### What you have to do
Nothing should be output except the lines from the top of the material below through the line that contains "by callers (every", each exactly as written.

### The input
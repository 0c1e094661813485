//! Run parameters and their one-time validation.
//!
//! [`GaParams`] is the loosely-specified, serde-friendly form supplied by callers (every
//! field has a default). [`GaConfig`] is the validated, immutable value the engine runs
//! on; it can only be obtained through [`GaConfig::new`].

use std::{fmt, str::FromStr, time::Duration};

use rand::{
    Rng,
    distr::{Distribution, StandardUniform},
};
use serde::{Deserialize, Deserializer, Serialize, Serializer};

/// Parameter constraint violations, reported before any generation runs.
#[derive(Debug, Clone, PartialEq, derive_more::Display, derive_more::Error)]
pub enum ConfigurationError {
    #[display("population_size must be at least 2 (got {population_size})")]
    PopulationTooSmall { population_size: usize },
    #[display("num_exercises must be at least 1")]
    NoExercisesRequested,
    #[display("generations must be at least 1")]
    NoGenerations,
    #[display("elite_count {elite_count} exceeds population_size {population_size}")]
    TooManyElites {
        elite_count: usize,
        population_size: usize,
    },
    #[display("{name} must be within [0, 1] (got {value})")]
    RateOutOfRange { name: &'static str, value: f32 },
    #[display("convergence_patience must be at least 1")]
    ZeroPatience,
    #[display("{name} must be a finite non-negative number (got {value})")]
    NegativeThreshold { name: &'static str, value: f32 },
    #[display("num_results must be within [1, population_size] (got {num_results})")]
    InvalidResultCount { num_results: usize },
    #[display("num_exercises {requested} exceeds the {available} active catalog exercises")]
    NotEnoughExercises { requested: usize, available: usize },
}

/// Seed for a reproducible GA run.
///
/// Serialized as a 16-character lowercase hex string.
///
/// # Example
///
/// ```
/// use exreco_ga::config::RunSeed;
///
/// let seed: RunSeed = "000000000000002a".parse().unwrap();
/// assert_eq!(seed, RunSeed(42));
/// assert_eq!(seed.to_string(), "000000000000002a");
/// ```
#[derive(Debug, Clone, Copy, PartialEq, Eq, Hash)]
pub struct RunSeed(pub u64);

impl fmt::Display for RunSeed {
    fn fmt(&self, f: &mut fmt::Formatter<'_>) -> fmt::Result {
        write!(f, "{:016x}", self.0)
    }
}

#[derive(Debug, Clone, PartialEq, Eq, derive_more::Display, derive_more::Error)]
#[display("invalid seed `{input}`: expected 1 to 16 hex digits")]
pub struct ParseSeedError {
    input: String,
}

impl FromStr for RunSeed {
    type Err = ParseSeedError;

    fn from_str(s: &str) -> Result<Self, Self::Err> {
        let digits = s.strip_prefix("0x").unwrap_or(s);
        if digits.is_empty() || digits.len() > 16 {
            return Err(ParseSeedError {
                input: s.to_owned(),
            });
        }
        u64::from_str_radix(digits, 16)
            .map(Self)
            .map_err(|_| ParseSeedError {
                input: s.to_owned(),
            })
    }
}

impl Serialize for RunSeed {
    fn serialize<S>(&self, serializer: S) -> Result<S::Ok, S::Error>
    where
        S: Serializer,
    {
        serializer.collect_str(self)
    }
}

impl<'de> Deserialize<'de> for RunSeed {
    fn deserialize<D>(deserializer: D) -> Result<Self, D::Error>
    where
        D: Deserializer<'de>,
    {
        let hex_str = String::deserialize(deserializer)?;
        hex_str.parse().map_err(serde::de::Error::custom)
    }
}

/// Allows drawing a fresh seed with `rng.random()`.
impl Distribution<RunSeed> for StandardUniform {
    fn sample<R: Rng + ?Sized>(&self, rng: &mut R) -> RunSeed {
        RunSeed(rng.random())
    }
}

/// Caller-supplied GA parameters. Missing fields take their defaults.
#[derive(Debug, Clone, PartialEq, Serialize, Deserialize)]
#[serde(default, deny_unknown_fields)]
pub struct GaParams {
    /// Individuals per generation.
    pub population_size: usize,
    /// Exercises in each recommendation.
    pub num_exercises: usize,
    /// Maximum number of evolution steps.
    pub generations: usize,
    /// Parents carried into the next generation unchanged.
    pub elite_count: usize,
    /// Probability that an offspring is recombined rather than copied from one parent.
    pub crossover_rate: f32,
    /// Per-gene replacement probability before stagnation and utility adjustments.
    pub mutation_base_rate: f32,
    /// Generations without improvement before the run is declared converged.
    pub convergence_patience: usize,
    /// Smallest best-fitness gain that counts as an improvement.
    pub convergence_epsilon: f32,
    /// Population fitness variance below which the population counts as homogeneous.
    pub variance_threshold: f32,
    /// How many distinct recommendations to return (the best one included).
    pub num_results: usize,
    /// Wall-clock budget for the run, in milliseconds.
    pub deadline_ms: Option<u64>,
    /// Fixed seed for a reproducible run; a fresh one is drawn when absent.
    pub random_seed: Option<RunSeed>,
}

impl Default for GaParams {
    fn default() -> Self {
        Self {
            population_size: 50,
            num_exercises: 5,
            generations: 100,
            elite_count: 5,
            crossover_rate: 0.9,
            mutation_base_rate: 0.1,
            convergence_patience: 10,
            convergence_epsilon: 1e-6,
            variance_threshold: 1e-6,
            num_results: 1,
            deadline_ms: None,
            random_seed: None,
        }
    }
}

/// Validated, immutable GA configuration.
#[derive(Debug, Clone, PartialEq)]
pub struct GaConfig {
    params: GaParams,
}

impl GaConfig {
    /// Validates `params` against every catalog-independent constraint.
    ///
    /// `elite_count == population_size` is accepted: it freezes the population, which is
    /// occasionally useful for diagnostics.
    pub fn new(params: GaParams) -> Result<Self, ConfigurationError> {
        if params.population_size < 2 {
            return Err(ConfigurationError::PopulationTooSmall {
                population_size: params.population_size,
            });
        }
        if params.num_exercises == 0 {
            return Err(ConfigurationError::NoExercisesRequested);
        }
        if params.generations == 0 {
            return Err(ConfigurationError::NoGenerations);
        }
        if params.elite_count > params.population_size {
            return Err(ConfigurationError::TooManyElites {
                elite_count: params.elite_count,
                population_size: params.population_size,
            });
        }
        check_rate("crossover_rate", params.crossover_rate)?;
        check_rate("mutation_base_rate", params.mutation_base_rate)?;
        if params.convergence_patience == 0 {
            return Err(ConfigurationError::ZeroPatience);
        }
        check_threshold("convergence_epsilon", params.convergence_epsilon)?;
        check_threshold("variance_threshold", params.variance_threshold)?;
        if params.num_results == 0 || params.num_results > params.population_size {
            return Err(ConfigurationError::InvalidResultCount {
                num_results: params.num_results,
            });
        }
        Ok(Self { params })
    }

    /// Checks the one constraint that depends on the catalog.
    pub fn check_catalog(&self, active_exercises: usize) -> Result<(), ConfigurationError> {
        if self.params.num_exercises > active_exercises {
            return Err(ConfigurationError::NotEnoughExercises {
                requested: self.params.num_exercises,
                available: active_exercises,
            });
        }
        Ok(())
    }

    /// The validated parameters.
    #[must_use]
    pub fn params(&self) -> &GaParams {
        &self.params
    }

    /// Individuals per generation, at least 2.
    #[must_use]
    pub fn population_size(&self) -> usize {
        self.params.population_size
    }

    /// Length of every individual's gene sequence.
    #[must_use]
    pub fn num_exercises(&self) -> usize {
        self.params.num_exercises
    }

    /// Hard cap on the number of evolution steps.
    #[must_use]
    pub fn generations(&self) -> usize {
        self.params.generations
    }

    /// Parents preserved per generation, at most `population_size`.
    #[must_use]
    pub fn elite_count(&self) -> usize {
        self.params.elite_count
    }

    /// Per-offspring crossover probability in [0, 1].
    #[must_use]
    pub fn crossover_rate(&self) -> f32 {
        self.params.crossover_rate
    }

    /// Base per-gene mutation probability in [0, 1].
    #[must_use]
    pub fn mutation_base_rate(&self) -> f32 {
        self.params.mutation_base_rate
    }

    /// Stagnant generations tolerated before a plateau stops the run.
    #[must_use]
    pub fn convergence_patience(&self) -> usize {
        self.params.convergence_patience
    }

    /// Minimum best-fitness gain counted as progress.
    #[must_use]
    pub fn convergence_epsilon(&self) -> f32 {
        self.params.convergence_epsilon
    }

    /// Fitness variance below which the population is treated as converged.
    #[must_use]
    pub fn variance_threshold(&self) -> f32 {
        self.params.variance_threshold
    }

    /// Number of distinct recommendations returned, best included.
    #[must_use]
    pub fn num_results(&self) -> usize {
        self.params.num_results
    }

    /// Wall-clock budget, checked between generations.
    #[must_use]
    pub fn deadline(&self) -> Option<Duration> {
        self.params.deadline_ms.map(Duration::from_millis)
    }

    /// Seed requested by the caller, if any.
    #[must_use]
    pub fn random_seed(&self) -> Option<RunSeed> {
        self.params.random_seed
    }
}

fn check_rate(name: &'static str, value: f32) -> Result<(), ConfigurationError> {
    if (0.0..=1.0).contains(&value) {
        Ok(())
    } else {
        Err(ConfigurationError::RateOutOfRange { name, value })
    }
}

fn check_threshold(name: &'static str, value: f32) -> Result<(), ConfigurationError> {
    if value.is_finite() && value >= 0.0 {
        Ok(())
    } else {
        Err(ConfigurationError::NegativeThreshold { name, value })
    }
}
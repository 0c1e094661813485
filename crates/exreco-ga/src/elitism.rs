//! Elite preservation between generations.

use crate::population::Population;

/// Carries the best individuals of a generation into the next one unchanged.
///
/// The top `elite_count` parents (by [`compare_rank`](crate::population::compare_rank))
/// overwrite the `elite_count` lowest-ranked offspring. Because the best parent always
/// survives when `elite_count >= 1`, the best-known fitness never decreases.
#[derive(Debug, Clone, Copy)]
pub struct Elitism {
    elite_count: usize,
}

impl Elitism {
    /// Creates an operator that keeps `elite_count` parents per generation.
    #[must_use]
    pub fn new(elite_count: usize) -> Self {
        Self { elite_count }
    }

    /// Number of parents carried over unchanged.
    #[must_use]
    pub fn elite_count(&self) -> usize {
        self.elite_count
    }

    /// Merges elites from `parents` into `offspring`.
    ///
    /// Both populations must be evaluated and ranked. The result keeps the offspring's
    /// size and is ranked again.
    #[must_use]
    pub fn apply(&self, parents: &Population, mut offspring: Population) -> Population {
        assert!(parents.is_ranked(), "parents must be ranked before elitism");
        assert!(offspring.is_ranked(), "offspring must be ranked before elitism");

        let size = offspring.len();
        let elites = self.elite_count.min(parents.len()).min(size);
        offspring.truncate(size - elites);
        offspring.extend(parents.individuals()[..elites].iter().cloned());
        offspring.rank();
        offspring
    }
}

#[cfg(test)]
mod tests {
    use exreco_catalog::{Difficulty, Exercise, ExerciseCatalog, ExerciseId, WeaknessProfile};

    use super::*;
    use crate::{fitness::FitnessEvaluator, population::Individual};

    fn catalog() -> ExerciseCatalog {
        ExerciseCatalog::new(vec![
            Exercise::new(1, "algebra", Difficulty::Easy),
            Exercise::new(2, "algebra", Difficulty::Medium),
            Exercise::new(3, "geometry", Difficulty::Easy),
            Exercise::new(4, "geometry", Difficulty::Hard),
            Exercise::new(5, "reading", Difficulty::Medium),
        ])
        .unwrap()
    }

    fn population(evaluator: &FitnessEvaluator<'_>, raw: &[[u32; 2]]) -> Population {
        let mut population = Population::from_individuals(
            raw.iter()
                .map(|g| Individual::new(g.iter().copied().map(ExerciseId).collect()))
                .collect(),
        );
        population.evaluate_fitness(evaluator);
        population
    }

    #[test]
    fn test_elites_replace_worst_offspring() {
        let catalog = catalog();
        let profile = WeaknessProfile::new([("algebra", 1.0)]).unwrap();
        let evaluator = FitnessEvaluator::new(&catalog, &profile, 2);
        let parents = population(&evaluator, &[[1, 2], [1, 3], [3, 4]]);
        let offspring = population(&evaluator, &[[3, 5], [4, 5], [2, 5]]);
        let worst_offspring = offspring.individuals().last().unwrap().clone();

        let next = Elitism::new(1).apply(&parents, offspring);
        assert_eq!(next.len(), 3);
        assert!(next.is_ranked());
        assert_eq!(next.best(), parents.best());
        assert!(!next.individuals().contains(&worst_offspring));
    }

    #[test]
    fn test_full_elitism_freezes_population() {
        let catalog = catalog();
        let profile = WeaknessProfile::default();
        let evaluator = FitnessEvaluator::new(&catalog, &profile, 2);
        let parents = population(&evaluator, &[[1, 3], [2, 4]]);
        let offspring = population(&evaluator, &[[4, 5], [1, 2]]);
        let next = Elitism::new(2).apply(&parents, offspring);
        assert_eq!(next, parents);
    }

    #[test]
    fn test_zero_elites_keeps_offspring() {
        let catalog = catalog();
        let profile = WeaknessProfile::default();
        let evaluator = FitnessEvaluator::new(&catalog, &profile, 2);
        let parents = population(&evaluator, &[[1, 3], [2, 4]]);
        let offspring = population(&evaluator, &[[4, 5], [1, 2]]);
        let next = Elitism::new(0).apply(&parents, offspring.clone());
        assert_eq!(next, offspring);
    }
}
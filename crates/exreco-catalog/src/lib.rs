//! Read-only inputs of a recommendation run: the exercise catalog and the learner's
//! weakness profile.
//!
//! Both types are validated on construction and expose no mutating methods, so a run that
//! borrows them sees one consistent snapshot for its whole duration. Callers that refresh
//! catalogs concurrently should build a new [`ExerciseCatalog`] and swap it behind an
//! `Arc` rather than editing one in place.

pub use self::{catalog::*, exercise::*, profile::*};

mod catalog;
mod exercise;
mod profile;

#[derive(Debug, Clone, PartialEq, derive_more::Display, derive_more::Error)]
pub enum CatalogError {
    #[display("duplicate exercise id {id} in catalog")]
    DuplicateExerciseId { id: ExerciseId },
    #[display("exercise {id} has an empty skill tag")]
    EmptySkillTag { id: ExerciseId },
    #[display("exercise {id} has a non-finite utility score")]
    InvalidUtility { id: ExerciseId },
    #[display("severity {severity} for skill `{skill}` is outside [0, 1]")]
    InvalidSeverity { skill: SkillTag, severity: f32 },
}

### Exercise response
repository 0c1e094661813485
//! Run parameters and their one-time validation.
//!
//! [`GaParams`] is the loosely-specified, serde-friendly form supplied by callers (every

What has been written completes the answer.